**Requirement:** Among the entries, find each line that includes the string "TemplateId" and list it.
══════════
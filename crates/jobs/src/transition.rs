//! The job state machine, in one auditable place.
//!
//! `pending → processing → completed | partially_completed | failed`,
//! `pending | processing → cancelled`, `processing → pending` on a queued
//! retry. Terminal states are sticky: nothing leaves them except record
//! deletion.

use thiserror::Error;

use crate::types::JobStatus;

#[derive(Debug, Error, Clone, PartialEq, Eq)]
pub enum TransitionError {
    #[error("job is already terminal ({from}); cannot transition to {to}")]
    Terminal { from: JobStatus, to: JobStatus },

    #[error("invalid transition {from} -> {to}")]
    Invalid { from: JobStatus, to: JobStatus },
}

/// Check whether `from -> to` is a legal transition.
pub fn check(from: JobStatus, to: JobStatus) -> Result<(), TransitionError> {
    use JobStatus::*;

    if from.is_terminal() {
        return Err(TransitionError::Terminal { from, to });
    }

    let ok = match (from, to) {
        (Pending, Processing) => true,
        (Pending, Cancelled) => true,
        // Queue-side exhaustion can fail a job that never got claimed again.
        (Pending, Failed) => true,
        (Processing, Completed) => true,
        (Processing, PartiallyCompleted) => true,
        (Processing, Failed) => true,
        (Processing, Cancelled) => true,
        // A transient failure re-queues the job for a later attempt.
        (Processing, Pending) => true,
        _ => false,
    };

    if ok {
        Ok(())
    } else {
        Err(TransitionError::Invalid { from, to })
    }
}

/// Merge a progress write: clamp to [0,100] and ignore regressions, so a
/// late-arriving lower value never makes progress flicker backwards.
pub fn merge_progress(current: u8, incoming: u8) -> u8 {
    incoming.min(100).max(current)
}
══════════
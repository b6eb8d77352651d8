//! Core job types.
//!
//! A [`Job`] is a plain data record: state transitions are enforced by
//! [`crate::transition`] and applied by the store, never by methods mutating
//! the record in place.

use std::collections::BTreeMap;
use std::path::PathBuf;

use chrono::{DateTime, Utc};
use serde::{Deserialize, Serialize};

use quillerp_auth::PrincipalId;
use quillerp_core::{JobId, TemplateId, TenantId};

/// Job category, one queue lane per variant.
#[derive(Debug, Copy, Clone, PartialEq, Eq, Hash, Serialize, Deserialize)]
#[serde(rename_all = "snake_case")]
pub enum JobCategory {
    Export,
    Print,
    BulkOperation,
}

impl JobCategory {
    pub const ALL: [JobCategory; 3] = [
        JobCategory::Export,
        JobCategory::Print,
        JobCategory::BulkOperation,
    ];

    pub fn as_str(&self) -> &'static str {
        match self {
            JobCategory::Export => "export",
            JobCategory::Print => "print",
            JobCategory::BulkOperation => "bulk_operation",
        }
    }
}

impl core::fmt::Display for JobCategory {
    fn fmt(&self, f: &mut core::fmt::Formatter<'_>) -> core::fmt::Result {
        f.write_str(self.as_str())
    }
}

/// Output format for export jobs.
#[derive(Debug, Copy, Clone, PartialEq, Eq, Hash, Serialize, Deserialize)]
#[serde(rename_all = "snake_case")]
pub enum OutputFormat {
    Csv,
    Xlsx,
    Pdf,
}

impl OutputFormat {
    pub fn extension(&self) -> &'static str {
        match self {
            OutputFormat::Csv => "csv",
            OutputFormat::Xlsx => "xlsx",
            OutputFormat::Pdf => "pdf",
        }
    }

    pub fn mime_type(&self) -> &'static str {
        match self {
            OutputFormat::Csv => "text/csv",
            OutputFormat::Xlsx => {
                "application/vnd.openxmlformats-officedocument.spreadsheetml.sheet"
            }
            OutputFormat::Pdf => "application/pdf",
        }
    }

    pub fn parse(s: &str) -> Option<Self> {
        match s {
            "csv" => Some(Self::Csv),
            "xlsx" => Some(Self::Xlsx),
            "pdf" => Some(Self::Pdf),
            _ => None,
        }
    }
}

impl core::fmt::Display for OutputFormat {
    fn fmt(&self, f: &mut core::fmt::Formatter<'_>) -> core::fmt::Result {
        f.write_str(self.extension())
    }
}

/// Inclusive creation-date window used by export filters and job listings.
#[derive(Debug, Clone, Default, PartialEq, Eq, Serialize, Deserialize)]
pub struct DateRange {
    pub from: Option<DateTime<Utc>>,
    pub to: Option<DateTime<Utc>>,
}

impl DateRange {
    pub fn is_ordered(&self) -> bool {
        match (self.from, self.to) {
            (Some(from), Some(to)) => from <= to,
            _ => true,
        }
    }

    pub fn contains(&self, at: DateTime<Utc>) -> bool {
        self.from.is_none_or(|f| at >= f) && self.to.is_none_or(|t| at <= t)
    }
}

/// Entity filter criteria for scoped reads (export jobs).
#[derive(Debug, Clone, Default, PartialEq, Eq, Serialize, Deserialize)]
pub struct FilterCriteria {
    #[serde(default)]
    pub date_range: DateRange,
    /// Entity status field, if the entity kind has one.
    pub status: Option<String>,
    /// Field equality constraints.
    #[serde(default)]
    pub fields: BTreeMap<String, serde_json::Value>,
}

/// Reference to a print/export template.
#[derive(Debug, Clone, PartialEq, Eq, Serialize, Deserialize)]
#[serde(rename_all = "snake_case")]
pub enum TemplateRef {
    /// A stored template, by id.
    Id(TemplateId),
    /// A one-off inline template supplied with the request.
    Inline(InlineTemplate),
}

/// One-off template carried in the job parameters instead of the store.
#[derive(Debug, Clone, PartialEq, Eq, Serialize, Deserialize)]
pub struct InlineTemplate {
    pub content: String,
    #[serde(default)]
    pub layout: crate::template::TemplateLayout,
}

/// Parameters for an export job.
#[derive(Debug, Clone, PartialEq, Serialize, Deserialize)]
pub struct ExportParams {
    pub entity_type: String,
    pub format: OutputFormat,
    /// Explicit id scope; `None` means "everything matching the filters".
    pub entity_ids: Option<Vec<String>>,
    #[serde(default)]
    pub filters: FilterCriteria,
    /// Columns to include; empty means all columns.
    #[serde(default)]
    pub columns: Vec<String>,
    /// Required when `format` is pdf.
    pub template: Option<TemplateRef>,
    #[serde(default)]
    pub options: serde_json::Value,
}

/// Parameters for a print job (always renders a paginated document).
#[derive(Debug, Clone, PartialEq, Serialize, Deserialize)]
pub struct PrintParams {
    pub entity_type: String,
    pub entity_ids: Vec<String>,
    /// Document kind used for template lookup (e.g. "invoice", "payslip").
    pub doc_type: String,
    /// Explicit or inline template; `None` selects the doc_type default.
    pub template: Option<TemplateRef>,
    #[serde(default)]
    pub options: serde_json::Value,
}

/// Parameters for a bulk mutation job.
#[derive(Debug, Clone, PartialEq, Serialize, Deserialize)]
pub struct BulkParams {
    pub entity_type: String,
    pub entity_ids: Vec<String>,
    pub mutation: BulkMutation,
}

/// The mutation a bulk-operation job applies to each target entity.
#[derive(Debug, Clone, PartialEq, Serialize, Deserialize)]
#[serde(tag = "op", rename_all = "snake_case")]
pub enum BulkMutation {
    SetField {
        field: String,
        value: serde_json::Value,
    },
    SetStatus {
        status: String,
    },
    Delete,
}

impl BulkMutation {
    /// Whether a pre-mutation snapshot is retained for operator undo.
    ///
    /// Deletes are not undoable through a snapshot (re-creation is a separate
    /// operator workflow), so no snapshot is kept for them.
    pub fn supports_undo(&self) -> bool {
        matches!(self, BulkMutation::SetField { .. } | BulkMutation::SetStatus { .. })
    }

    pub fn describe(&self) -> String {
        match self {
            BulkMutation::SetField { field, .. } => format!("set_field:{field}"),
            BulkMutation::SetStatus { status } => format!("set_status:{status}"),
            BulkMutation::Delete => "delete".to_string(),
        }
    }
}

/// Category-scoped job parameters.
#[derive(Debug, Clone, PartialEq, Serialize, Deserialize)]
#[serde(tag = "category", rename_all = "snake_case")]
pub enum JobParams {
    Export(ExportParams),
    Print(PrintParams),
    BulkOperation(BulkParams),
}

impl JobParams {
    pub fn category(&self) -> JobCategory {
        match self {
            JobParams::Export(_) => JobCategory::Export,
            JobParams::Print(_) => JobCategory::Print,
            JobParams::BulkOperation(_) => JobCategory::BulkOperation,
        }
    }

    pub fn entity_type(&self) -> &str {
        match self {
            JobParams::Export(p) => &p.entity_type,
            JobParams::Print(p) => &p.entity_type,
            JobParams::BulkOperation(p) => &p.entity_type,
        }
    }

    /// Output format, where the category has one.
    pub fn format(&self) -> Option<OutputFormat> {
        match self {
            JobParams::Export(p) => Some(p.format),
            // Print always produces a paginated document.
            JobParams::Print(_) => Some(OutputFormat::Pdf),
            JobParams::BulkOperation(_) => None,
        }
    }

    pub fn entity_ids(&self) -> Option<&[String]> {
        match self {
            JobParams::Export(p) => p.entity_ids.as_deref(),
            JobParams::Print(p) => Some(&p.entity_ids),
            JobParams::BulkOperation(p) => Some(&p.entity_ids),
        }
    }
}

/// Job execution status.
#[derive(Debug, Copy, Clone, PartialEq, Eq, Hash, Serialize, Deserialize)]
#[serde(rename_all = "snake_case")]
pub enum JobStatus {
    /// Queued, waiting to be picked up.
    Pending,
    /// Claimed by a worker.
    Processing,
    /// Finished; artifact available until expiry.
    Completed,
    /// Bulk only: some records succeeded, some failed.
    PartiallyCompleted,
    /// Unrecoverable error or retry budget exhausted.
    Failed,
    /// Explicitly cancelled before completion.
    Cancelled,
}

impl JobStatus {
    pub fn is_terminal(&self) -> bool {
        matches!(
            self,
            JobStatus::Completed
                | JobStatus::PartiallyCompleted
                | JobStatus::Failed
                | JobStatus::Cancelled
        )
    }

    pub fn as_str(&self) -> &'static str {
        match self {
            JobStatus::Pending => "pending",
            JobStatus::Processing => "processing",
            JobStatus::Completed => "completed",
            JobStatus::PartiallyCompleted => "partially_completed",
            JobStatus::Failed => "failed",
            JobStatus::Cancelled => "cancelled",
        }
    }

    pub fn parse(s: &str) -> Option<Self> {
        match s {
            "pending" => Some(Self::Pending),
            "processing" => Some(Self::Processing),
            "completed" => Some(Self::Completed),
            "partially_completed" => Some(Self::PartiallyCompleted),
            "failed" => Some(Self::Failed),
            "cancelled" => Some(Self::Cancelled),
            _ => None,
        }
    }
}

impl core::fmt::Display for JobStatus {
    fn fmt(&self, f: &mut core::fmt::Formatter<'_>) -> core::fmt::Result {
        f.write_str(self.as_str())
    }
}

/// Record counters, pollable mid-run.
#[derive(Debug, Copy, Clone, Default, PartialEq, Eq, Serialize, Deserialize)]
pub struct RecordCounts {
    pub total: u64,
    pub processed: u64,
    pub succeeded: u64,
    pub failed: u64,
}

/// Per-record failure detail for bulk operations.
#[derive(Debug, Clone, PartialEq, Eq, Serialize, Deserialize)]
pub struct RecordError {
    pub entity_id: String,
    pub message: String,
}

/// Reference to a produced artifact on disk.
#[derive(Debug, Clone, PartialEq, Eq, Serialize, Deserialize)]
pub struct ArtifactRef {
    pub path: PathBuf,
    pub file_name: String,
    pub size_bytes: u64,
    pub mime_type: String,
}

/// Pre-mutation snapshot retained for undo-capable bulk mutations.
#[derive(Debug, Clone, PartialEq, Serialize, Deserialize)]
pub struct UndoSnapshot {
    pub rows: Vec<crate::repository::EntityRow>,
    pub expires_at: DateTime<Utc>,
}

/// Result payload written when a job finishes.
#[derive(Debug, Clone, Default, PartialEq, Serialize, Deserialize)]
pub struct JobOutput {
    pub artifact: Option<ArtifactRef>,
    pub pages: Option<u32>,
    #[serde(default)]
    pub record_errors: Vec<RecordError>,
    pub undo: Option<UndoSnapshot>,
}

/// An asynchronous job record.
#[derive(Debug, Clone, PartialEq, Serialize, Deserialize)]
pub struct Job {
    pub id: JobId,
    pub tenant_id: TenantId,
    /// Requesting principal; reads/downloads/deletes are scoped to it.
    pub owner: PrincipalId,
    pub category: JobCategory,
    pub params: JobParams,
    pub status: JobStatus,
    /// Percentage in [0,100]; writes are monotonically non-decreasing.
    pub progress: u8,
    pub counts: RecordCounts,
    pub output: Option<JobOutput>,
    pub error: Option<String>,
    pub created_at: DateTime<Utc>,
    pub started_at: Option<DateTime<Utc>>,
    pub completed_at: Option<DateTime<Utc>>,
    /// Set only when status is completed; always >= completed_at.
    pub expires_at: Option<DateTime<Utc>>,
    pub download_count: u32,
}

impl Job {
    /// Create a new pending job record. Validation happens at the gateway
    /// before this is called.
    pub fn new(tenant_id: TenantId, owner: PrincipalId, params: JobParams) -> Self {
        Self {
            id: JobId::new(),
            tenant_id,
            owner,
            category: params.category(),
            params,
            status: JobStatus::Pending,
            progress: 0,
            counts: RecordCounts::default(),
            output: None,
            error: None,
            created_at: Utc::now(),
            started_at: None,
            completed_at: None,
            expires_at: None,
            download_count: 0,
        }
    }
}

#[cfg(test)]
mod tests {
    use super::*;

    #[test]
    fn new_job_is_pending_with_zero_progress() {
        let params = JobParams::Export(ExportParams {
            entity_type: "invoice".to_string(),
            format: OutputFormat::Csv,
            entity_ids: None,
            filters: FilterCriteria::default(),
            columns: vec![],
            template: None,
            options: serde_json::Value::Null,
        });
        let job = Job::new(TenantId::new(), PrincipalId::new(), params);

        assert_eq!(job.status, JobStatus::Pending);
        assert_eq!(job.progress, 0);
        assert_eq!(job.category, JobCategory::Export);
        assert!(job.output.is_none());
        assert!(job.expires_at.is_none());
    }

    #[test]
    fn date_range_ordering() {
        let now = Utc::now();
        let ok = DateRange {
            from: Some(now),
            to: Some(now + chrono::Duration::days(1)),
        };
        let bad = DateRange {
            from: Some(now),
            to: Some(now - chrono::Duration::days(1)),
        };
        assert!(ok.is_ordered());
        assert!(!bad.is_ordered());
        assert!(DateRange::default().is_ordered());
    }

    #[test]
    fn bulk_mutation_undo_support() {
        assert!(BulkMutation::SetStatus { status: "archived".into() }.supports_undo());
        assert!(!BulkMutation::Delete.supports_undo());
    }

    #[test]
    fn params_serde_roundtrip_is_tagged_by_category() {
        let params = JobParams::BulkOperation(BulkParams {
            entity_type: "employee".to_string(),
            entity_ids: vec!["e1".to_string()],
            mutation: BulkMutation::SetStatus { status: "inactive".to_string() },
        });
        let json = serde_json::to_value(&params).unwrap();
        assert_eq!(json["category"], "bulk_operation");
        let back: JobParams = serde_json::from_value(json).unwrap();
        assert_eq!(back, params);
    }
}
══════════
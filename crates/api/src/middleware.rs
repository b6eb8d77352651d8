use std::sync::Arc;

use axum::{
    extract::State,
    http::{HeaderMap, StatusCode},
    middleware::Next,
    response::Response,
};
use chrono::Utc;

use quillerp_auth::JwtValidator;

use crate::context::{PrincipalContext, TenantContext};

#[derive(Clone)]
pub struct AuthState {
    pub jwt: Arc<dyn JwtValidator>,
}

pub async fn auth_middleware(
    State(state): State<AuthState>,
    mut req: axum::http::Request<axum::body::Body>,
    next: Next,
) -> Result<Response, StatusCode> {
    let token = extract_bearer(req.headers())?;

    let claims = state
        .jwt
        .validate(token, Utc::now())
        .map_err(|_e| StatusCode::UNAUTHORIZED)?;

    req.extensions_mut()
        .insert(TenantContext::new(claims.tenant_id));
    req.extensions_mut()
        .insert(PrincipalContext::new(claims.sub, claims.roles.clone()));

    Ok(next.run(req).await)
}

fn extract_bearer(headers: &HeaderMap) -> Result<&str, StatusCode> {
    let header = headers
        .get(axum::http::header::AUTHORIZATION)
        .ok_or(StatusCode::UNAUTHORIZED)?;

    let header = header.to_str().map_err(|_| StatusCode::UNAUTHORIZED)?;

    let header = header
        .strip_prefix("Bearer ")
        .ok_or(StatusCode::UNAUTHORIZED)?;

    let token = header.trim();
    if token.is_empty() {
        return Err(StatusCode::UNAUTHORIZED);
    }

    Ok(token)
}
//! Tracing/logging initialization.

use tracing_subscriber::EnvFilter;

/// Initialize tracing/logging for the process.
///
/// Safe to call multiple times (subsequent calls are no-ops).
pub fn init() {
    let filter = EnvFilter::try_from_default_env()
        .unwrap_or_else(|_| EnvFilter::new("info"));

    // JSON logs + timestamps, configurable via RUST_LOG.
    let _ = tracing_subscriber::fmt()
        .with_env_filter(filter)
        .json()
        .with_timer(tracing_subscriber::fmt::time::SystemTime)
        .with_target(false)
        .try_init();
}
══════════
**Final answer:**
use quillerp_core::{JobId, TemplateId, TenantId};
    Id(TemplateId),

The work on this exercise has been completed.